The Hague, June 18: The International Criminal Tribunal will start winding down at the end of the year. At the insistence of the UN Security Council it will cease investigations after December 31, 2004. So the reckoning has already begun. What has it achieved?
Vidoje Blagejovic, the former commander of the Bratunac Brigade in the Bosnian Serb Army, may well be found guilty of genocide, like his former commander Krstic. If so, it will help to render history’s verdict on Srebrenica. Until this Tribunal began to hear cases, “genocide” was a concept not a crime. The Tribunal has reaffirmed the importance of individual criminal liability, and made it very difficult for people like Blagejovic to argue that they were acting under orders.
All this is important, but it is offset by the massive failure to arrest Mladic and Karadzic. This has fatally damaged the Tribunal’s credibility, precisely because the Tribunal has chosen to focus on those, like Blagejovic, who gave the orders. Without Mladic behind bars, that strategy is in tatters.
But the greatest failure has been one of connection. Process is fine up to a point, but at some stage the accused and the accuser have to look each other in the eye. This has not happened at the Hague Tribunal. The victims have not – with some individual exceptions – come to the Tribunal, and the tribunal has not gone to them.
On the eve of the massacre: Ratko Mladic (left), the Bosnian Serb Army Commander, shares a toast with Colonel Ton Karremans, commander of the Dutch UN peacekeepers
The Tribunal has signally failed to trigger a process of national trials and public debate in the Serb Republic. Not a single individual indicted by the Tribunal has been arrested by the Bosnian Serb authorities. True, Milosevic’s trial been followed intensely in the Serbia, but many feel this has backfired and reinforced the Serbs’ historic sense of self-pity.
Actually, there will be a human connection here in the Tribunal next week, but it will be between the Dutch people and their own ghastly memories of Srebrenica. Retired Colonel Ton Karremans, the Dutch commander of the UN battalion that was given the task of making Srebrenica a “safe area,” will testify on behalf of Blagejovic in this court room.

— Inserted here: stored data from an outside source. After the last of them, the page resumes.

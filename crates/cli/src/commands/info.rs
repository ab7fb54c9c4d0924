//! `info` command implementation.

use anyhow::{Context, Result};
use contracts::{AppConfig, CalibrationParams, CameraTier};
use serde::Serialize;
use tracing::info;

use super::load_config;
use crate::cli::InfoArgs;

const TIERS: [(CameraTier, f64); 4] = [
    (CameraTier::HighSpeed, 240.0),
    (CameraTier::Fast, 120.0),
    (CameraTier::Standard, 60.0),
    (CameraTier::Basic, 0.0),
];

/// Configuration info for JSON output
#[derive(Serialize)]
struct ConfigInfo<'a> {
    config: &'a AppConfig,
    #[serde(skip_serializing_if = "Vec::is_empty")]
    tiers: Vec<TierInfo>,
}

#[derive(Serialize)]
struct TierInfo {
    tier: CameraTier,
    min_fps: f64,
    params: CalibrationParams,
}

/// Execute the `info` command
pub fn run_info(args: &InfoArgs) -> Result<()> {
    info!(config = %args.config.config.display(), "Loading configuration info");

    let config = load_config(&args.config)?;

    if args.json {
        let info = ConfigInfo {
            config: &config,
            tiers: if args.tiers { tier_table() } else { Vec::new() },
        };
        let json =
            serde_json::to_string_pretty(&info).context("Failed to serialize config info")?;
        println!("{}", json);
    } else {
        print_config_info(&config, args)?;
    }

    Ok(())
}

fn tier_table() -> Vec<TierInfo> {
    TIERS
        .iter()
        .map(|&(tier, min_fps)| TierInfo {
            tier,
            min_fps,
            params: tier.params(),
        })
        .collect()
}

fn print_config_info(config: &AppConfig, args: &InfoArgs) -> Result<()> {
    println!("╔══════════════════════════════════════════════════════════════╗");
    println!("║                 truetime Configuration                       ║");
    println!("╚══════════════════════════════════════════════════════════════╝\n");

    println!("🕒 Sync");
    println!("   ├─ Servers: {}", config.sync.servers.join(", "));
    println!("   ├─ Port: {}", config.sync.port);
    println!(
        "   ├─ Burst: {} x {} ms timeout, {} ms pause",
        config.sync.burst_size, config.sync.timeout_ms, config.sync.sample_pause_ms
    );
    println!("   └─ Resync every {} s", config.sync.resync_interval_s);

    let calibration = &config.calibration;
    println!("\n📷 Calibration");
    println!("   ├─ Minimum samples: {}", calibration.min_samples);
    println!("   ├─ Flash queue: {}", calibration.flash_queue_capacity);
    println!("   ├─ Stop timeout: {} ms", calibration.stop_timeout_ms);
    match calibration.run_duration_override_s {
        Some(secs) => println!("   └─ Run duration: {} s (override)", secs),
        None => println!("   └─ Run duration: per camera tier"),
    }

    println!("\n💾 Compensation");
    println!(
        "   ├─ State file: {}",
        config.compensation.state_path.display()
    );
    println!(
        "   └─ Fallback refresh: {} Hz",
        config.compensation.fallback_refresh_hz
    );

    if args.tiers {
        println!("\n🎚  Camera tiers");
        println!(
            "   {:<10} {:>7} {:>9} {:>10} {:>8} {:>8} {:>9}",
            "tier", "min fps", "flash ms", "period ms", "run s", "target", "expect ms"
        );
        for tier in tier_table() {
            let p = &tier.params;
            println!(
                "   {:<10} {:>7} {:>9} {:>10} {:>8} {:>8} {:>9}",
                format!("{:?}", tier.tier),
                tier.min_fps,
                p.flash_duration_ms,
                p.flash_period_ms,
                p.run_duration_secs,
                p.target_sample_count,
                p.expected_precision_ms
            );
        }
    }

    println!("\nEffective configuration (TOML):\n");
    let toml = config_loader::ConfigLoader::to_toml(config)
        .context("Failed to serialize configuration")?;
    println!("{}", toml);

    Ok(())
}
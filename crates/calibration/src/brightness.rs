//! Frame brightness reduction

use contracts::CameraFrame;

/// Default sampling step, in pixels, along both axes
pub const DEFAULT_SAMPLE_STRIDE: usize = 8;

/// Mean brightness (0-1) of a frame's luma plane
#[inline]
pub fn luma_brightness(frame: &CameraFrame) -> f32 {
    strided_mean(
        &frame.luma,
        frame.width as usize,
        frame.height as usize,
        frame.row_stride,
        DEFAULT_SAMPLE_STRIDE,
    )
}

/// Mean of every `stride`-th luma byte on every `stride`-th row, scaled to 0-1
///
/// Rows that would run past the end of `luma` are ignored; an empty plane is black.
pub fn strided_mean(
    luma: &[u8],
    width: usize,
    height: usize,
    row_stride: usize,
    stride: usize,
) -> f32 {
    let stride = stride.max(1);
    let row_stride = row_stride.max(width);

    let mut sum: u64 = 0;
    let mut count: u64 = 0;

    for y in (0..height).step_by(stride) {
        let start = y * row_stride;
        let Some(row) = luma.get(start..start + width) else {
            break;
        };
        for &value in row.iter().step_by(stride) {
            sum += u64::from(value);
            count += 1;
        }
    }

    if count == 0 {
        return 0.0;
    }
    (sum as f64 / count as f64 / 255.0) as f32
}
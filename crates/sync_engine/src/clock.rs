//! PreciseClock - fast read path for true time.
//!
//! One monotonic read plus one atomic load; no I/O, no locks, no allocation.
//! Safe to call every rendered frame from any number of threads.

use std::sync::Arc;

use contracts::PreciseTime;

use crate::error::ClockError;
use crate::monotonic::MonotonicSource;
use crate::register::OffsetRegister;

/// Monotonic clock + committed offset
#[derive(Clone)]
pub struct PreciseClock {
    monotonic: Arc<dyn MonotonicSource>,
    register: Arc<OffsetRegister>,
}

impl std::fmt::Debug for PreciseClock {
    fn fmt(&self, f: &mut std::fmt::Formatter<'_>) -> std::fmt::Result {
        f.debug_struct("PreciseClock")
            .field("offset_nanos", &self.register.load())
            .finish()
    }
}

impl PreciseClock {
    /// Create a clock reading `monotonic` corrected by `register`
    pub fn new(monotonic: Arc<dyn MonotonicSource>, register: Arc<OffsetRegister>) -> Self {
        Self {
            monotonic,
            register,
        }
    }

    /// True time in Unix nanoseconds, `None` until the first sync
    #[inline]
    pub fn unix_nanos(&self) -> Option<i64> {
        let offset = self.register.load()?;
        Some(self.monotonic.now_nanos().saturating_add(offset))
    }

    /// Current true time
    ///
    /// # Errors
    /// `ClockError::NotSynced` if no offset has ever been committed.
    #[inline]
    pub fn now(&self) -> Result<PreciseTime, ClockError> {
        self.unix_nanos()
            .map(PreciseTime::from_unix_nanos)
            .ok_or(ClockError::NotSynced)
    }

    /// Non-failing variant of [`now`](Self::now) for UI polling
    #[inline]
    pub fn now_or_none(&self) -> Option<PreciseTime> {
        self.now().ok()
    }

    /// Whether an offset has been committed
    pub fn is_synced(&self) -> bool {
        self.register.is_synced()
    }

    /// Underlying monotonic clock
    pub fn monotonic(&self) -> &Arc<dyn MonotonicSource> {
        &self.monotonic
    }
}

Given their commitment to justice and peace, it is one of the saddest ironies that the Dutch have been crucified for allowing the Srebrenica massacre to occur. The Dutch rationalize it repeatedly: “Once Srebrenica’s defenses fell on July 11, 1995; once the Serbs had tasted blood; once the UN had failed to provide military back-up; once the dam had broken – well, Karremans and his tiny contingent were powerless to intervene.”
Or were they? My Dutch friends still ask themselves that question. It is like a national wound that will not heal, and it will again be opened next week in this bland court room when Karremans is called back from his self-imposed exile in Spain. His task? Ironically, to speak on behalf of a former Bosnian Serb general, charged with supervising the massacre.
Meanwhile, back in Srebrenica, the widows will be steeling themselves for the next mass burial at the massacre site on July 11. They will be all but oblivious to the fact that the wheels of international justice are moving – slowly and strangely – on their behalf up here in the Hague.